ASSIGNMENT » Copy out, from the data, each line containing the string "kind".

INPUT DATA »
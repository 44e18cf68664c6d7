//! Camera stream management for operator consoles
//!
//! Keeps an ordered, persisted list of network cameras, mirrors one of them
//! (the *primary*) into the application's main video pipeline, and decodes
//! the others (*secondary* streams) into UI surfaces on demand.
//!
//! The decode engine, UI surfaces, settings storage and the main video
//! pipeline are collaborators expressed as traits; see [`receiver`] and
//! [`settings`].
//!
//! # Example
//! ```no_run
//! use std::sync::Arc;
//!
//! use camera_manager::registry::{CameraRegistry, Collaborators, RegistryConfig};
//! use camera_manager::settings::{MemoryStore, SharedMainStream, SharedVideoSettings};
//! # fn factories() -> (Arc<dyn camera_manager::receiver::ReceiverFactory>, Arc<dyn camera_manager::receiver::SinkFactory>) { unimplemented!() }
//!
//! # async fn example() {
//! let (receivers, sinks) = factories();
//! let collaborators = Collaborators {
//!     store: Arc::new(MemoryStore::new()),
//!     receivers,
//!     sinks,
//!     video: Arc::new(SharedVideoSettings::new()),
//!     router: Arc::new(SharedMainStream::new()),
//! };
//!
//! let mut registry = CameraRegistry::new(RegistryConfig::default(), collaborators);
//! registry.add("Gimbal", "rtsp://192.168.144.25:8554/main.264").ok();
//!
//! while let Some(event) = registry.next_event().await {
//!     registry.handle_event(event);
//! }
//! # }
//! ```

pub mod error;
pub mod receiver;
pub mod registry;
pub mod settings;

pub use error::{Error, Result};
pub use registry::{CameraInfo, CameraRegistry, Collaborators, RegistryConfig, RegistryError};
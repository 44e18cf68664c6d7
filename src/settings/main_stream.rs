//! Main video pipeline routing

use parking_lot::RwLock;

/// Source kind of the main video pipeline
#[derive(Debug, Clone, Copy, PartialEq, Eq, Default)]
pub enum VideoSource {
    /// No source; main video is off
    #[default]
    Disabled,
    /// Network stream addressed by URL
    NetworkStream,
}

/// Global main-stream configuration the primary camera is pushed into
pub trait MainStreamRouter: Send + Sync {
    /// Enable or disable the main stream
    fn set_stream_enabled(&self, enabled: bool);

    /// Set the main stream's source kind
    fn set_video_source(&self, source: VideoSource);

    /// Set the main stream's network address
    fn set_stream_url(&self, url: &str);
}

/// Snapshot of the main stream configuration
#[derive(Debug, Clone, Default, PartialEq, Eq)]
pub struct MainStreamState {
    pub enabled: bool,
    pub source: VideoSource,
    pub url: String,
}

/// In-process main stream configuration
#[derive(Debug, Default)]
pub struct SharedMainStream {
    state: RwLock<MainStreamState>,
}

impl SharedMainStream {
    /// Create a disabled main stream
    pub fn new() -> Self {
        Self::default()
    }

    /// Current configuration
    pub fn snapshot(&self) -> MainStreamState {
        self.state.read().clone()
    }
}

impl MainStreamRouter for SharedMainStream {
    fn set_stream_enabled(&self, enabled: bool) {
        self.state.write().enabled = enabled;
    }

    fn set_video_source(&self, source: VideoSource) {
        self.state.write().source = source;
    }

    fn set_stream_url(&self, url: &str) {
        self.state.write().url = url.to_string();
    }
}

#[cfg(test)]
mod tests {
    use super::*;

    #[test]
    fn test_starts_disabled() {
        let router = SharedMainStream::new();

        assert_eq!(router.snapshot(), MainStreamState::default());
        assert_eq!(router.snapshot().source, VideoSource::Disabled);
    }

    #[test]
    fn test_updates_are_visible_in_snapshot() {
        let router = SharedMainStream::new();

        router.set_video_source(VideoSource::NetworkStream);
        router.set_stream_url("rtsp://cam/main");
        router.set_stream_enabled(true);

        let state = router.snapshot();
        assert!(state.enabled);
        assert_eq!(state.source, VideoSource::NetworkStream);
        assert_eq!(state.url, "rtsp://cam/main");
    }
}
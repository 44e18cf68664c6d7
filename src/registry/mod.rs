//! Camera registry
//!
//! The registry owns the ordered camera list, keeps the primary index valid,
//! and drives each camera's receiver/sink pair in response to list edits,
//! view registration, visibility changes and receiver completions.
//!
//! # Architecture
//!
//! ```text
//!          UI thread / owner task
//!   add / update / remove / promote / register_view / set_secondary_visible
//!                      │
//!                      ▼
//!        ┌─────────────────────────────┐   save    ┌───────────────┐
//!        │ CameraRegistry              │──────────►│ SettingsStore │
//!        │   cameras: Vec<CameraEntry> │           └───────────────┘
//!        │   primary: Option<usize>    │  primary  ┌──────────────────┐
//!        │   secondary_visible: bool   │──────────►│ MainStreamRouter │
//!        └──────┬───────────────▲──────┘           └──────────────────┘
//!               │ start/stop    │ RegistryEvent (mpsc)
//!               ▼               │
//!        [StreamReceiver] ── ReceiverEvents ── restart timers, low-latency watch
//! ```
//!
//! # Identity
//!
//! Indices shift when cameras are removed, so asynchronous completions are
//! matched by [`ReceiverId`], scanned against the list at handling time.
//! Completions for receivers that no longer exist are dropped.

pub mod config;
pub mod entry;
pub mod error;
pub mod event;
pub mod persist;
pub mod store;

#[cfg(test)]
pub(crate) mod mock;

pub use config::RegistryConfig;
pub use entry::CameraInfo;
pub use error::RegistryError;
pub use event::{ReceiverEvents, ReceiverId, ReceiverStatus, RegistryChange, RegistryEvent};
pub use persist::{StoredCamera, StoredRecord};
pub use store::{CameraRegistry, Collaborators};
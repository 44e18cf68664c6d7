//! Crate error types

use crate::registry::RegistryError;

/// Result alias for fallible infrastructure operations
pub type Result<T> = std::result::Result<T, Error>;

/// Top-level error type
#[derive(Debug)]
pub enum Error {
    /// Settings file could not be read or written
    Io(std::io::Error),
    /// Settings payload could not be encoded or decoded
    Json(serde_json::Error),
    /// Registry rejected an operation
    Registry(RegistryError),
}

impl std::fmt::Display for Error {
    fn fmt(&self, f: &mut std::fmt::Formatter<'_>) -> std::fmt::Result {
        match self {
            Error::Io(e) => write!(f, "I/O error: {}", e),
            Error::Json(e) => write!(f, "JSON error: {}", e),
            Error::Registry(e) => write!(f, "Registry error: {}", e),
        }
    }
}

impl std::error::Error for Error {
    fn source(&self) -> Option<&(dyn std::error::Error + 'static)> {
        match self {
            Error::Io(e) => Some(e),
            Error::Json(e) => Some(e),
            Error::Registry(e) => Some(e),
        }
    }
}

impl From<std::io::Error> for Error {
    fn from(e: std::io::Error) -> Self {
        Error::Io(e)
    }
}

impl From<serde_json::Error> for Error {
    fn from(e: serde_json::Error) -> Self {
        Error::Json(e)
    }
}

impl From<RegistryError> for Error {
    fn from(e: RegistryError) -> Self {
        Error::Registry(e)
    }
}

...

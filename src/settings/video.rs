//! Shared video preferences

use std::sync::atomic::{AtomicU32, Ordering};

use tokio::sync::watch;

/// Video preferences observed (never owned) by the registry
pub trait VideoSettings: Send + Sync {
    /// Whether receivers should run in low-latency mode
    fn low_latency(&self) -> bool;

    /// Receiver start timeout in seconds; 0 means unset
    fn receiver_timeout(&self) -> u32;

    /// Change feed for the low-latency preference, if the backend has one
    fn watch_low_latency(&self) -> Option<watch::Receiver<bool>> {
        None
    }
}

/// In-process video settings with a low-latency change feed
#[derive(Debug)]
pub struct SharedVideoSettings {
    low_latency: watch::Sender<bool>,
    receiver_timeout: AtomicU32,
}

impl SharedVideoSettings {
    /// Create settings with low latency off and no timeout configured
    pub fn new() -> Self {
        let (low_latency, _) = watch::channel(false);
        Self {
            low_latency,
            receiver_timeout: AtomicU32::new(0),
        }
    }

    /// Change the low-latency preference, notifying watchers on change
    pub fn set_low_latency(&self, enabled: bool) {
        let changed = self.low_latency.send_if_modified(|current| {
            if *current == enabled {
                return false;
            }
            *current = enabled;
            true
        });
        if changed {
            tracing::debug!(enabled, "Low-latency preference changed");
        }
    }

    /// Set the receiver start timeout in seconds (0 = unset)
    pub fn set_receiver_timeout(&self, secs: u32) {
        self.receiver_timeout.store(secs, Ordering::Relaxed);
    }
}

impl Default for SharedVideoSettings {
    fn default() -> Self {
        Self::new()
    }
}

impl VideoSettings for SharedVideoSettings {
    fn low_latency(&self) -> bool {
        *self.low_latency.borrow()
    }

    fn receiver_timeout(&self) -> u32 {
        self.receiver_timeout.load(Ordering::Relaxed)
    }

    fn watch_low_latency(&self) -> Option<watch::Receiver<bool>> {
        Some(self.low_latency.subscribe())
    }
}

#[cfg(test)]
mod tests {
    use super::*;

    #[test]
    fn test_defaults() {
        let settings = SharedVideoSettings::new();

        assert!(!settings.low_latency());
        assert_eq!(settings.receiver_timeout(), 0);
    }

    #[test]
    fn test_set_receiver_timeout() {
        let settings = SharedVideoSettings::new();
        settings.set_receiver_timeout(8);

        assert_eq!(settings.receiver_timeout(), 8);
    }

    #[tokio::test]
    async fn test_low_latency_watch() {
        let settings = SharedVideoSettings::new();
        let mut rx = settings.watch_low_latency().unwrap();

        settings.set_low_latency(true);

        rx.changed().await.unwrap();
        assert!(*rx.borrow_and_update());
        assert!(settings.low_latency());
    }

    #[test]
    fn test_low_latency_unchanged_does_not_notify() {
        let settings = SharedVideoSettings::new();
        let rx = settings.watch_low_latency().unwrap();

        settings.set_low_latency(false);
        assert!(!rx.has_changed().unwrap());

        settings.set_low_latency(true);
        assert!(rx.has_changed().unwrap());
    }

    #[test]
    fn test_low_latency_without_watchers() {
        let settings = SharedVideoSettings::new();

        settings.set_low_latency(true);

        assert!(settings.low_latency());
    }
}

--

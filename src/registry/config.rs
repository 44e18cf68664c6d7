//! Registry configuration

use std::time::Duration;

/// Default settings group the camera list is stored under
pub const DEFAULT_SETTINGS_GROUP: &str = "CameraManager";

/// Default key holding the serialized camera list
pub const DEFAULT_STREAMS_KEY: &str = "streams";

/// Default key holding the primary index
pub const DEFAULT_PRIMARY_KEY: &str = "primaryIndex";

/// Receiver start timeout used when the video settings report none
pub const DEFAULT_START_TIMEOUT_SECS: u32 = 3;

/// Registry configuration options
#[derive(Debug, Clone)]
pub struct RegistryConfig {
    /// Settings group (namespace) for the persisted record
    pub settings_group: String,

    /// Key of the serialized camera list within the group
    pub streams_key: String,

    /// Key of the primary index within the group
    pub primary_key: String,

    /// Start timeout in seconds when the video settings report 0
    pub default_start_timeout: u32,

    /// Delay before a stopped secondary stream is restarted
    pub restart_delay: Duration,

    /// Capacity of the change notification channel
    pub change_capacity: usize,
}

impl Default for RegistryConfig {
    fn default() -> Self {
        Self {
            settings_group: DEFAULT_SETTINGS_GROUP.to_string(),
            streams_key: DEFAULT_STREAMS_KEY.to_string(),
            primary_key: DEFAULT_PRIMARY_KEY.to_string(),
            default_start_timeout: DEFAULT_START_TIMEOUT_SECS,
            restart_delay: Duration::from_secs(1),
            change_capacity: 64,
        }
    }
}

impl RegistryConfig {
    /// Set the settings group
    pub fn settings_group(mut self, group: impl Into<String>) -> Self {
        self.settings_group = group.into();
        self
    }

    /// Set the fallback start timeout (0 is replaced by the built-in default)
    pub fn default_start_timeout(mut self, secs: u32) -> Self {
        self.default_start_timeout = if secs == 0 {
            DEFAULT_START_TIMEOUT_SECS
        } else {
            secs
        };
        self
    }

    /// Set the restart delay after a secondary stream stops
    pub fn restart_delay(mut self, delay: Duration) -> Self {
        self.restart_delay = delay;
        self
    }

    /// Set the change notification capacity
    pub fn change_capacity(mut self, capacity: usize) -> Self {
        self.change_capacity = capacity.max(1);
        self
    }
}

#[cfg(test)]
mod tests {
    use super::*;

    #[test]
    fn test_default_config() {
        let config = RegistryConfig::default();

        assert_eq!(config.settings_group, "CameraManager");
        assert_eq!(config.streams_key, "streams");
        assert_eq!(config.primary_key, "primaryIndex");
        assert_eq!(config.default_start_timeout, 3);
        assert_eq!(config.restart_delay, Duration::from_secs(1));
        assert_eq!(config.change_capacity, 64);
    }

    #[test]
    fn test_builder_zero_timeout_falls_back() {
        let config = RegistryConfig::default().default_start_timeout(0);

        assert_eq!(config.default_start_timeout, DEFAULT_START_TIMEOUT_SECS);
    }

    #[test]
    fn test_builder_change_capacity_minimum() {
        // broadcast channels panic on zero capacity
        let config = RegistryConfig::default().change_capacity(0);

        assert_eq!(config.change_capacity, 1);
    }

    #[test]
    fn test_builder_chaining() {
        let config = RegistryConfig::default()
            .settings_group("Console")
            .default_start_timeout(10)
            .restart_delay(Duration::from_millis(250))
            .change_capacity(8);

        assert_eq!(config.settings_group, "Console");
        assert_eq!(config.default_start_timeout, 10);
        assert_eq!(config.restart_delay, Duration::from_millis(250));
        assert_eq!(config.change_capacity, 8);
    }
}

EXPECTED ANSWER »
/// Source kind of the main video pipeline
    /// Set the main stream's source kind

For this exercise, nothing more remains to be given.